I know everybody else will disagree with me, but I think you raise a good point: The land is private property, the car is private property, and when the owners of those 2 pieces of property bring their property together for a mutually beneficial purpose, why does every presumption go in favor of the landowner? Why can the landowner say "Well, we've decided to add a new rule"?

Yes, yes, I know, freedom of association. And maybe that should trump everything in the end. But I'm not convinced of it yet. I can't help but wonder whether the private nature of the car should also entitle that owner to a certain amount of discretion and privacy.

To put it in perspective, if you're driving your car around the mall parking lot, looking for a spot, and a passenger starts doing something you don't like, you have the right to say "Get out of my car." The passenger can't say "This is mall property, and the only authority here is the mall owner."

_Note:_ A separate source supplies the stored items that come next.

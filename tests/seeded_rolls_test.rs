use rand::{rngs::StdRng, SeedableRng};

use attack_roller::{
    parse_damage, roll, roll_with, AdvantageMode, AttackConfig, AttackOutcome, Error, Field,
    CRITICAL_MISS, D20,
};

fn test_rng(seed: u64) -> StdRng {
    StdRng::seed_from_u64(seed)
}

fn config(mode: AdvantageMode) -> AttackConfig {
    AttackConfig::manual()
        .with_attack_count(50)
        .with_attack_modifier(4)
        .with_advantage_mode(mode)
        .with_critical_threshold(19)
        .with_defense_value(14)
        .with_damage(parse_damage("1d6 + 7 piercing + 1d6 poison").unwrap())
}

#[test]
fn test_hit_rules_hold_for_every_attack() {
    for mode in [
        AdvantageMode::Normal,
        AdvantageMode::Advantage,
        AdvantageMode::Disadvantage,
    ] {
        let config = config(mode);
        for seed in 0..20 {
            let report = roll_with(&config, &mut test_rng(seed)).unwrap();
            assert_eq!(report.attacks().len(), 50);

            for attack in report.attacks() {
                assert!((1..=D20).contains(&attack.natural()));
                assert_eq!(attack.total(), i64::from(attack.natural()) + 4);

                let should_hit = attack.natural() != CRITICAL_MISS
                    && (attack.total() >= 14 || attack.natural() == D20);
                assert_eq!(attack.is_hit(), should_hit, "{attack:?}");

                match attack.outcome() {
                    AttackOutcome::Hit { critical, damage } => {
                        assert_eq!(*critical, attack.natural() >= 19);
                        let multiplier = if *critical { 2 } else { 1 };
                        assert!((multiplier + 7..=6 * multiplier + 7).contains(&damage[0].amount));
                        assert!((multiplier..=6 * multiplier).contains(&damage[1].amount));
                    }
                    AttackOutcome::Miss { critical } => {
                        assert_eq!(*critical, attack.natural() == CRITICAL_MISS);
                    }
                }
            }
        }
    }
}

#[test]
fn test_totals_match_attacks() {
    let report = roll_with(&config(AdvantageMode::Advantage), &mut test_rng(7)).unwrap();

    let dealt: i64 = report.attacks().iter().map(|a| a.damage()).sum();
    assert_eq!(report.totals().grand_total(), dealt);
    assert_eq!(
        report.to_string().lines().count(),
        50 + 1 + report.totals().len()
    );
}

#[test]
fn test_same_seed_same_rolls() {
    let config = config(AdvantageMode::Normal);
    let first = roll_with(&config, &mut test_rng(42)).unwrap();
    let second = roll_with(&config, &mut test_rng(42)).unwrap();
    assert_eq!(first, second);
}

#[test]
fn test_roll_with_thread_rng() {
    let report = roll(&config(AdvantageMode::Disadvantage)).unwrap();
    assert_eq!(report.attacks().len(), 50);
}

#[test]
fn test_incomplete_then_fresh_config() {
    let incomplete = AttackConfig::manual()
        .with_defense_value(12)
        .with_damage(parse_damage("1d4 fire").unwrap());
    assert!(matches!(
        roll(&incomplete),
        Err(Error::IncompleteConfiguration {
            field: Field::AttackCount,
            block: None
        })
    ));

    let fresh = incomplete.with_attack_count(1);
    assert!(roll(&fresh).is_ok());
}
use std::io::Write;
use std::path::PathBuf;

use thiserror::Error;
use tracing::{debug, warn};

use super::{roll_file, Prompt};
use crate::error::{Error, Result};
use crate::evaluate::dice::DieRoller;
use crate::parse::{AttackConfig, DamageSyntax};

#[derive(Debug, Error)]
#[error("failed to roll {}", .path.display())]
/// A file of a batch that could not be rolled.
pub struct FileFailure {
    pub path: PathBuf,
    #[source]
    pub error: Error,
}

/// Rolls the attack described by `flags`, then every file in order.
///
/// The flags are rolled only when they describe a whole attack. Without any
/// file they have to. Every file must exist before anything is rolled. A file
/// that fails is returned in the failures and the next file is still rolled.
pub fn roll_batch(
    flags: &AttackConfig,
    files: &[PathBuf],
    syntax: DamageSyntax,
    prompt: &mut impl Prompt,
    roller: &mut impl DieRoller,
    out: &mut impl Write,
) -> Result<Vec<FileFailure>> {
    if let Some(missing) = files.iter().find(|path| !path.exists()) {
        return Err(Error::FileNotFound(missing.clone()));
    }

    match flags.ensure_complete(None) {
        Ok(()) => {
            writeln!(out, "Rolling dice...")?;
            flags.roll_into(roller, out)?;
        }
        Err(_) if !files.is_empty() => debug!("flags incomplete, rolling files only"),
        Err(err) => return Err(err),
    }

    let mut failures = Vec::new();
    for path in files {
        writeln!(out, "Rolling dice of file: {}...", path.display())?;
        let rolled = roll_file(path, syntax, prompt, roller, out);
        writeln!(out)?;

        if let Err(error) = rolled {
            warn!(path = %path.display(), %error, "file could not be rolled");
            failures.push(FileFailure {
                path: path.clone(),
                error,
            });
        }
    }

    Ok(failures)
}
//! Attack blocks read from a `key:value` file.
//!
//! ```text
//! attacks:2
//! modifier:7
//! damage:1d8 + 4 slashing
//! damage:1d6 fire
//! ac:15
//!
//! attacks:1
//! attack type:a
//! crit range:19
//! damage:2d6 piercing
//! ```
//!
//! Blocks are separated by a blank line. `attacks` and `damage` are required,
//! `ac` and `attack type` are asked for through a [`Prompt`] when left out.

mod batch;
mod prompt;

pub use batch::*;
pub use prompt::*;

use std::fs::File;
use std::io::{BufRead, BufReader, ErrorKind, Lines, Write};
use std::path::Path;

use tracing::{debug, trace};

use crate::error::{Error, Result};
use crate::evaluate::{dice::DieRoller, totals::DamageTotals};
use crate::parse::{AdvantageMode, AttackConfig, DamageSyntax, Field};

#[derive(Debug, Clone, PartialEq, Eq)]
/// One attack block as read from the file, before missing fields are asked for.
pub struct Block {
    index: usize,
    config: AttackConfig,
}

enum State {
    AwaitingFirstLine,
    Accumulating(AttackConfig),
    Failed,
    Finished,
}

/// Iterator over the attack blocks of a reader.
///
/// A block ends on a blank line or at the end of the input. After the first
/// error the iterator is exhausted.
pub struct Blocks<B> {
    lines: Lines<B>,
    syntax: DamageSyntax,
    line_number: usize,
    index: usize,
    state: State,
}

impl<B: BufRead> Blocks<B> {
    pub fn new(reader: B) -> Self {
        Self {
            lines: reader.lines(),
            syntax: DamageSyntax::Lenient,
            line_number: 0,
            index: 0,
            state: State::AwaitingFirstLine,
        }
    }

    pub fn with_syntax(mut self, syntax: DamageSyntax) -> Self {
        self.syntax = syntax;
        self
    }

    /// Number of blocks whose first line has been read, including a block
    /// that failed before it was complete.
    pub fn started(&self) -> usize {
        self.index
    }

    fn consume_line(&mut self, line: &str) -> Result<()> {
        let mut config = match std::mem::replace(&mut self.state, State::Failed) {
            State::Accumulating(config) => config,
            _ => {
                self.index += 1;
                debug!(block = self.index, "started attack block");
                AttackConfig::new()
            }
        };

        let Some((field, value)) = Field::split_line(line) else {
            return Err(Error::UnrecognizedConfigurationLine {
                line_number: self.line_number,
                line: line.to_string(),
            });
        };

        trace!(line_number = self.line_number, line, "read configuration line");
        config.apply(field, value, self.syntax)?;
        self.state = State::Accumulating(config);
        Ok(())
    }

    fn close(&self, config: AttackConfig) -> Result<Block> {
        let missing = if config.attack_count.is_none() {
            Some(Field::AttackCount)
        } else if config.damage_terms.is_empty() {
            Some(Field::Damage)
        } else {
            None
        };

        if let Some(field) = missing {
            return Err(Error::IncompleteConfiguration {
                field,
                block: Some(self.index),
            });
        }

        debug!(block = self.index, "finished attack block");
        Ok(Block {
            index: self.index,
            config,
        })
    }
}

impl<B: BufRead> Iterator for Blocks<B> {
    type Item = Result<Block>;

    fn next(&mut self) -> Option<Self::Item> {
        loop {
            if matches!(self.state, State::Failed | State::Finished) {
                return None;
            }

            let line = match self.lines.next() {
                Some(Ok(line)) => line,
                Some(Err(err)) => {
                    self.state = State::Failed;
                    return Some(Err(err.into()));
                }
                None => {
                    // A block without a trailing blank line is still rolled.
                    return match std::mem::replace(&mut self.state, State::Finished) {
                        State::Accumulating(config) => Some(self.close(config)),
                        _ => None,
                    };
                }
            };
            self.line_number += 1;

            if line.trim().is_empty() {
                match std::mem::replace(&mut self.state, State::AwaitingFirstLine) {
                    State::Accumulating(config) => {
                        let block = self.close(config);
                        if block.is_err() {
                            self.state = State::Failed;
                        }
                        return Some(block);
                    }
                    _ => continue,
                }
            }

            if let Err(err) = self.consume_line(&line) {
                self.state = State::Failed;
                return Some(Err(err));
            }
        }
    }
}

impl Block {
    /// 1-based position of the block in its file.
    pub fn index(&self) -> usize {
        self.index
    }

    pub fn config(&self) -> &AttackConfig {
        &self.config
    }

    /// Asks `prompt` for the advantage mode and the defense value if the
    /// block did not set them, returning a config ready to be resolved.
    pub fn complete(mut self, prompt: &mut impl Prompt) -> Result<AttackConfig> {
        if self.config.advantage_mode == AdvantageMode::Unset {
            self.config.advantage_mode = prompt.advantage_mode()?;
        }
        if self.config.defense_value.is_none() {
            self.config.defense_value = Some(prompt.defense_value()?);
        }

        self.config.ensure_complete(Some(self.index))?;
        Ok(self.config)
    }
}

/// Rolls every block of `source` in order, writing each result to `out`.
///
/// A block is announced as soon as its first line is read. Stops at the
/// first invalid block, the blocks rolled before it stay written.
pub fn roll_blocks<B: BufRead>(
    source: B,
    name: &str,
    syntax: DamageSyntax,
    prompt: &mut impl Prompt,
    roller: &mut impl DieRoller,
    out: &mut impl Write,
) -> Result<Vec<DamageTotals>> {
    let mut blocks = Blocks::new(source).with_syntax(syntax);
    let mut announced = 0;
    let mut totals = Vec::new();

    loop {
        let next = blocks.next();
        if blocks.started() > announced {
            announced = blocks.started();
            writeln!(out, "Rolling attack set: {announced} from file: {name}")?;
            out.flush()?;
        }

        let Some(block) = next else {
            break;
        };
        let config = block?.complete(prompt)?;
        totals.push(config.roll_into(roller, out)?);
    }

    Ok(totals)
}

/// Same as [`roll_blocks`] but reads the blocks from the file at `path`.
pub fn roll_file(
    path: &Path,
    syntax: DamageSyntax,
    prompt: &mut impl Prompt,
    roller: &mut impl DieRoller,
    out: &mut impl Write,
) -> Result<Vec<DamageTotals>> {
    let file = File::open(path).map_err(|err| match err.kind() {
        ErrorKind::NotFound => Error::FileNotFound(path.to_path_buf()),
        _ => Error::Io(err),
    })?;

    let name = path.display().to_string();
    roll_blocks(BufReader::new(file), &name, syntax, prompt, roller, out)
}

And while the mall owner can, say, do what he wants with his own car on mall property, if he started going through your car you'd call the police. Unless you gave him permission to go through your car it would be understood that he was trespassing, and all the "it's my land!" excuses in the world wouldn't change that.

We can all agree that if the car owner agrees to something that limits his use of his car, well, too bad for him. But if a limitation on his use of his vehicle isn't explicitly listed in the contract, why does the presumption go in favor of the land owner rather than the car owner? Both are private property owners.

To put it in perspective, as M.J. Basial said, if you have something illegal in your car, would anybody here seriously argue that the land owner should automatically be held responsible? If the land owner doesn't bear full responsibility for your vehicle, why does he have complete power over it?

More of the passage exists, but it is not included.